──────── SOURCE RECORDS

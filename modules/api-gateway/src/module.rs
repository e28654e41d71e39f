use std::net::SocketAddr;
use std::sync::Arc;
use std::time::Duration;

use axum::{
    Router,
    extract::{ConnectInfo, Request, State},
    response::Response,
    routing::get,
};
use bookshelf_bootstrap::health;
use service_registry_sdk::{HttpRegistryClient, ServiceResolver, StaticResolver};
use tracing::{info, warn};

use crate::balancer::RoundRobin;
use crate::config::{DiscoveryConfig, DiscoveryMode, GatewayConfig};
use crate::error::GatewayError;
use crate::filters::SecurityFilterChain;
use crate::proxy::Forwarder;
use crate::routing::RouteTable;

pub const HEALTH_PATH: &str = "/health";

struct GatewayState {
    routes: RouteTable,
    filters: SecurityFilterChain,
    resolver: Arc<dyn ServiceResolver>,
    balancer: RoundRobin,
    forwarder: Forwarder,
}

/// Edge gateway: filters, routes, resolves and forwards.
pub struct GatewayModule {
    state: Arc<GatewayState>,
}

impl GatewayModule {
    /// Build from configuration, choosing the resolver from `discovery.mode`.
    ///
    /// # Errors
    /// Fails if the registry client cannot be built.
    pub fn from_config(cfg: &GatewayConfig) -> anyhow::Result<Self> {
        let resolver = resolver_from_config(&cfg.discovery)?;
        Ok(Self::new(
            cfg,
            SecurityFilterChain::from_config(&cfg.security),
            resolver,
        ))
    }

    /// Build with an explicit filter chain and resolver.
    #[must_use]
    pub fn new(
        cfg: &GatewayConfig,
        filters: SecurityFilterChain,
        resolver: Arc<dyn ServiceResolver>,
    ) -> Self {
        if filters.is_empty() {
            warn!("Gateway security filter chain is empty: every request is forwarded");
        } else {
            info!(filters = ?filters.names(), "Gateway security filters installed");
        }
        let routes = RouteTable::new(cfg.routes.clone());
        if routes.is_empty() {
            warn!("Gateway has no routes: every request is answered with 404");
        } else {
            info!(routes = routes.len(), "Gateway route table loaded");
        }
        for route in &cfg.routes {
            info!(id = %route.id, prefix = %route.path_prefix, service = %route.service, "Gateway route");
        }

        Self {
            state: Arc::new(GatewayState {
                routes,
                filters,
                resolver,
                balancer: RoundRobin::new(),
                forwarder: Forwarder::new(cfg.upstream_timeout()),
            }),
        }
    }

    /// `/health` plus a fallback that forwards everything else.
    #[must_use]
    pub fn router(&self) -> Router {
        Router::new()
            .route(HEALTH_PATH, get(health))
            .fallback(proxy_handler)
            .with_state(Arc::clone(&self.state))
    }
}

fn resolver_from_config(cfg: &DiscoveryConfig) -> anyhow::Result<Arc<dyn ServiceResolver>> {
    match cfg.mode {
        DiscoveryMode::Static => {
            let resolver = cfg
                .services
                .iter()
                .fold(StaticResolver::new(), |r, (name, urls)| {
                    r.with_service(name, urls.iter().cloned())
                });
            info!(services = cfg.services.len(), "Using static service discovery");
            Ok(Arc::new(resolver))
        }
        DiscoveryMode::Registry => {
            let client = HttpRegistryClient::new(
                cfg.registry_url.clone(),
                Duration::from_millis(cfg.registry_timeout_ms),
            )?;
            info!(registry_url = %cfg.registry_url, "Using service registry discovery");
            Ok(Arc::new(client))
        }
    }
}

async fn proxy_handler(State(state): State<Arc<GatewayState>>, request: Request) -> Response {
    let path = request.uri().path().to_owned();
    match forward(&state, request).await {
        Ok(response) => response,
        Err(err) => err.into_response_for(&path),
    }
}

#[tracing::instrument(
    name = "gateway_forward",
    skip_all,
    fields(method = %request.method(), path = %request.uri().path())
)]
async fn forward(state: &GatewayState, request: Request) -> Result<Response, GatewayError> {
    let client_addr = request
        .extensions()
        .get::<ConnectInfo<SocketAddr>>()
        .map(|ConnectInfo(addr)| *addr);
    let (parts, body) = request.into_parts();

    state.filters.apply(&parts)?;

    let route = state
        .routes
        .match_path(parts.uri.path())
        .ok_or_else(|| GatewayError::RouteNotFound {
            path: parts.uri.path().to_owned(),
        })?;

    let instances = state
        .resolver
        .resolve(&route.service)
        .await
        .map_err(|e| GatewayError::Discovery {
            service: route.service.clone(),
            message: e.to_string(),
        })?;

    let instance = state
        .balancer
        .pick(&route.service, &instances)
        .ok_or_else(|| GatewayError::NoInstances {
            service: route.service.clone(),
        })?;

    tracing::debug!(
        route = %route.id,
        instance_id = %instance.instance_id,
        "routing request"
    );

    state
        .forwarder
        .forward(parts, body, &instance.base_url, client_addr)
        .await
}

────────────────

Nothing but the exact lines from the start of the material through the line holding "use crate::balancer::RoundRobin;", both included, belongs in the answer.

filename modules/api-gateway/src/module.rs
repository e28654e41d71e39f
use std::net::SocketAddr;
use std::sync::Arc;
use std::time::Duration;

use axum::{
    Router,
    extract::{ConnectInfo, Request, State},
    response::Response,
    routing::get,
};
use bookshelf_bootstrap::health;
use service_registry_sdk::{HttpRegistryClient, ServiceResolver, StaticResolver};
use tracing::{info, warn};

use crate::balancer::RoundRobin;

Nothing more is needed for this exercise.